Friday, October 04, 2024

Back to School

:: pooh gets a bigger brain ::

For context, we were seeing a Planet of the Apes situation developing in western Asia, with various groups clinging to statehood amidst missiles flying in every direction.  The whole idea of "sovereignty" was going up in smoke.

More people escaped Gaza than I'd realized (still not nearly enough), but there'd been no cruise ship convoy nor other highly visible rescue effort. Most of the evacuation was under the radar and largely unreported 

A similar exodus from Lebanon is happening now, as the Netanyahu regime extends its carpet bombing campaign to more cities and towns. Not that Israelis are staying put either. When the missiles start flying, civilians leave in large numbers, if allowed to.
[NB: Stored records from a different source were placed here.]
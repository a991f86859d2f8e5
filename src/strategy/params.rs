//! Strategy Parameters
//!
//! Configuration structs for the SuperTrend options strategy.
//! Every field is fixed at construction; defaults match the production rule set.

use chrono::NaiveTime;
use serde::{Deserialize, Serialize};

/// Entry confidence required to open a position
pub const MIN_ENTRY_CONFIDENCE: f64 = 65.0;

/// Runtime confidence at or below which an open position is closed
pub const MIN_RUNTIME_CONFIDENCE: f64 = 40.0;

/// Exchange-local time after which open positions are force-closed (15:20 IST)
pub const DEFAULT_EOD_CUTOFF: NaiveTime = match NaiveTime::from_hms_opt(15, 20, 0) {
    Some(t) => t,
    None => panic!("invalid EOD cutoff"),
};

/// Main strategy configuration
#[derive(Debug, Clone, Default, PartialEq, Serialize, Deserialize)]
pub struct StrategyConfig {
    pub regime: RegimeConfig,
    pub confidence: ConfidenceConfig,
    pub cooldown: CooldownConfig,
    pub exit: ExitConfig,
}

impl StrategyConfig {
    /// Switch regime detection to the ADX method with the given threshold
    pub fn with_adx(mut self, threshold: f64) -> Self {
        self.regime.use_adx = true;
        self.regime.adx_threshold = threshold;
        self
    }

    pub fn with_cooldown(mut self, candles: u32) -> Self {
        self.cooldown.cooldown_candles = candles;
        self
    }

    pub fn with_eod_bypass(mut self, bypass: bool) -> Self {
        self.exit.bypass_eod_exit = bypass;
        self
    }

    /// Validate configuration parameters
    pub fn validate(&self) -> Result<(), ParamsError> {
        self.regime.validate()?;
        self.confidence.validate()?;
        Ok(())
    }
}

/// Market regime gate settings
#[derive(Debug, Clone, PartialEq, Serialize, Deserialize)]
pub struct RegimeConfig {
    /// Classify with ADX when a reading is available
    pub use_adx: bool,
    /// ADX at or above this is trending
    pub adx_threshold: f64,
    /// Price-to-SuperTrend distance (%) below which the market is sideways
    pub st_distance_sideways_threshold_pct: f64,
}

impl Default for RegimeConfig {
    fn default() -> Self {
        Self {
            use_adx: false,
            adx_threshold: 20.0,
            st_distance_sideways_threshold_pct: 0.15,
        }
    }
}

impl RegimeConfig {
    pub fn validate(&self) -> Result<(), ParamsError> {
        if !self.adx_threshold.is_finite()
            || self.adx_threshold <= 0.0
            || self.adx_threshold > 100.0
        {
            return Err(ParamsError::InvalidAdxThreshold(self.adx_threshold));
        }
        if !self.st_distance_sideways_threshold_pct.is_finite()
            || self.st_distance_sideways_threshold_pct <= 0.0
        {
            return Err(ParamsError::InvalidDistanceThreshold(
                self.st_distance_sideways_threshold_pct,
            ));
        }
        Ok(())
    }
}

/// Confidence gates
#[derive(Debug, Clone, PartialEq, Serialize, Deserialize)]
pub struct ConfidenceConfig {
    pub min_entry_confidence: f64,
    pub min_runtime_confidence: f64,
    /// Candles held before time decay starts eroding runtime confidence
    pub decay_after_candles: u32,
}

impl Default for ConfidenceConfig {
    fn default() -> Self {
        Self {
            min_entry_confidence: MIN_ENTRY_CONFIDENCE,
            min_runtime_confidence: MIN_RUNTIME_CONFIDENCE,
            decay_after_candles: 10,
        }
    }
}

impl ConfidenceConfig {
    pub fn validate(&self) -> Result<(), ParamsError> {
        if !(0.0..=100.0).contains(&self.min_entry_confidence) {
            return Err(ParamsError::InvalidConfidence(
                "min_entry_confidence",
                self.min_entry_confidence,
            ));
        }
        if !(0.0..=100.0).contains(&self.min_runtime_confidence) {
            return Err(ParamsError::InvalidConfidence(
                "min_runtime_confidence",
                self.min_runtime_confidence,
            ));
        }
        if self.min_runtime_confidence > self.min_entry_confidence {
            return Err(ParamsError::RuntimeAboveEntry {
                runtime: self.min_runtime_confidence,
                entry: self.min_entry_confidence,
            });
        }
        Ok(())
    }
}

/// Post-exit cooldown
#[derive(Debug, Clone, PartialEq, Serialize, Deserialize)]
pub struct CooldownConfig {
    pub cooldown_candles: u32,
}

impl Default for CooldownConfig {
    fn default() -> Self {
        Self { cooldown_candles: 3 }
    }
}

/// Exit rule settings
#[derive(Debug, Clone, PartialEq, Serialize, Deserialize)]
pub struct ExitConfig {
    pub eod_cutoff: NaiveTime,
    /// Skip the end-of-day exit (positional / testing mode)
    pub bypass_eod_exit: bool,
}

impl Default for ExitConfig {
    fn default() -> Self {
        Self {
            eod_cutoff: DEFAULT_EOD_CUTOFF,
            bypass_eod_exit: false,
        }
    }
}

/// Configuration validation errors
#[derive(Debug, Clone, PartialEq, thiserror::Error)]
pub enum ParamsError {
    #[error("Invalid ADX threshold: {0} (must be 0 < adx <= 100)")]
    InvalidAdxThreshold(f64),
    #[error("Invalid ST distance threshold: {0}% (must be > 0)")]
    InvalidDistanceThreshold(f64),
    #[error("Invalid {0}: {1} (must be 0-100)")]
    InvalidConfidence(&'static str, f64),
    #[error("Runtime confidence minimum {runtime} exceeds entry minimum {entry}")]
    RuntimeAboveEntry { runtime: f64, entry: f64 },
}
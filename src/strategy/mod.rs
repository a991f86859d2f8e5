//! Strategy Layer - SuperTrend flip entries with confidence-managed exits
//!
//! Components, each pure except the cooldown counter:
//! - `regime`: trending / sideways gate (ADX or price-to-SuperTrend distance)
//! - `confidence`: entry score (0-100) and per-candle runtime re-score
//! - `entry`: seven ordered entry gates
//! - `exit`: prioritised exit conditions
//! - `cooldown`: candle-count pause after every exit

pub mod params;
pub mod regime;
pub mod confidence;
pub mod entry;
pub mod exit;
pub mod cooldown;

pub use params::{
    ConfidenceConfig, CooldownConfig, ExitConfig, ParamsError, RegimeConfig, StrategyConfig,
    MIN_ENTRY_CONFIDENCE, MIN_RUNTIME_CONFIDENCE,
};
pub use regime::{MarketRegimeDetector, RegimeInfo, RegimeMethod};
pub use confidence::{
    ConfidenceBreakdown, ConfidenceCalculator, RuntimeAdjustment, RuntimeConfidence, RuntimeInputs,
};
pub use entry::{EntryDecision, EntryInputs, EntryLogic, EntryReason, MACD_HIST_MIN};
pub use exit::{ExitInputs, ExitLogic, ExitSignal};
pub use cooldown::{CooldownManager, CooldownState};
//! Market Regime Detection
//!
//! Gatekeeper for entries: no new positions in sideways / low-strength markets.
//!
//! Two mutually exclusive methods, selected at construction:
//! - **ADX**: trending when ADX >= threshold (used only when enabled AND a reading exists)
//! - **ST distance**: trending when |price - supertrend| / price >= threshold %
//!
//! Missing data always resolves to `Sideways`.

use serde::{Deserialize, Serialize};
use std::fmt;

use crate::domain::MarketRegime;
use crate::strategy::params::RegimeConfig;

/// Classification method that produced a regime
#[derive(Debug, Clone, Copy, PartialEq, Eq, Serialize, Deserialize)]
pub enum RegimeMethod {
    #[serde(rename = "ADX")]
    Adx,
    #[serde(rename = "ST_DISTANCE")]
    StDistance,
}

impl RegimeMethod {
    pub fn as_str(&self) -> &'static str {
        match self {
            RegimeMethod::Adx => "ADX",
            RegimeMethod::StDistance => "ST_DISTANCE",
        }
    }
}

/// Diagnostics for one regime classification
#[derive(Debug, Clone, Copy, PartialEq, Serialize, Deserialize)]
pub struct RegimeInfo {
    pub method: RegimeMethod,
    pub adx: Option<f64>,
    pub adx_threshold: f64,
    /// Always reported, even when ADX decided
    pub st_distance_pct: Option<f64>,
    pub st_distance_threshold_pct: f64,
}

impl RegimeInfo {
    /// Diagnostic map for structured log sinks
    pub fn to_json(&self) -> serde_json::Value {
        serde_json::json!({
            "method": self.method.as_str(),
            "adx": self.adx,
            "adx_threshold": self.adx_threshold,
            "st_distance_pct": self.st_distance_pct,
            "st_distance_threshold_pct": self.st_distance_threshold_pct,
        })
    }
}

impl fmt::Display for RegimeInfo {
    fn fmt(&self, f: &mut fmt::Formatter<'_>) -> fmt::Result {
        write!(f, "method={}", self.method.as_str())?;
        match self.adx {
            Some(adx) => write!(f, " adx={:.2}/{:.2}", adx, self.adx_threshold)?,
            None => write!(f, " adx=n/a")?,
        }
        match self.st_distance_pct {
            Some(d) => write!(f, " st_dist={:.3}%/{:.3}%", d, self.st_distance_threshold_pct),
            None => write!(f, " st_dist=n/a"),
        }
    }
}

/// Stateless regime classifier
#[derive(Debug, Clone)]
pub struct MarketRegimeDetector {
    config: RegimeConfig,
}

impl Default for MarketRegimeDetector {
    fn default() -> Self {
        Self::new(RegimeConfig::default())
    }
}

impl MarketRegimeDetector {
    pub fn new(config: RegimeConfig) -> Self {
        Self { config }
    }

    pub fn config(&self) -> &RegimeConfig {
        &self.config
    }

    /// Percentage distance between price and the SuperTrend line.
    ///
    /// `None` when price is not positive (or not a number), since the ratio is undefined.
    pub fn st_distance_pct(current_price: f64, supertrend_value: f64) -> Option<f64> {
        if !(current_price > 0.0) || !supertrend_value.is_finite() {
            return None;
        }
        Some((current_price - supertrend_value).abs() / current_price * 100.0)
    }

    /// Classify the market for the current candle
    pub fn detect(
        &self,
        current_price: f64,
        supertrend_value: f64,
        adx: Option<f64>,
    ) -> (MarketRegime, RegimeInfo) {
        let st_distance_pct = Self::st_distance_pct(current_price, supertrend_value);

        let (method, regime) = match adx {
            Some(adx) if self.config.use_adx => {
                let regime = if adx >= self.config.adx_threshold {
                    MarketRegime::Trending
                } else {
                    MarketRegime::Sideways
                };
                (RegimeMethod::Adx, regime)
            }
            _ => {
                let regime = match st_distance_pct {
                    Some(d) if d >= self.config.st_distance_sideways_threshold_pct => {
                        MarketRegime::Trending
                    }
                    _ => MarketRegime::Sideways,
                };
                (RegimeMethod::StDistance, regime)
            }
        };

        let info = RegimeInfo {
            method,
            adx,
            adx_threshold: self.config.adx_threshold,
            st_distance_pct,
            st_distance_threshold_pct: self.config.st_distance_sideways_threshold_pct,
        };

        tracing::debug!("Regime {} ({})", regime, info);
        (regime, info)
    }
}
My code school colleagues (Python, data science etc.) and I are these days gearing up for another cohort. I haven't been actively instructing a cohort in awhile, but the workflows are not unfamiliar. I'll have time to get ready. This is not my first rodeo.

Of course the notion of statehood isn't about to fade overnight. The plot line axis hinges around "globalism versus nationalism" where there's some attempt to map these terms to "left versus right" respectively. 

Radical lefty libs like Soros & Son versus righty tighties like Trump wanting non-porous borders, and the freedom to not be pawns within globalist agendas. That's a gross oversimplification of course. This much is sure: there's no way to avoid acting locally, whether or not one is able, or wishes, to think globally.

As an Epistemology group member on Facebook, I recently questioned the whole idea of "left vs right" as "too low dimensional" invoking the notion of Principal Component Analysis. Even Myers-Briggs, akin to Cambridge Analytica's fave personality test, has more than one dimension.

Why do people take it for granted that the terrain we're dealing with is a simple left vs right one-dimensional line? Data science is all about not imprisoning one's thinking inside decrepit obsolete models.  Are we so one-dimensional in our thinking?  

My Princeton prof Walter Kaufmann did not think Marcuse (One Dimensional Man) was that great of a thinker, but then it doesn't take a genius to realize the English language is garbage, out of the box, when kept to factory defaults, but is potentially expressive once fine  tuned. Wrestle with your native language if your goal is to be a philosopher.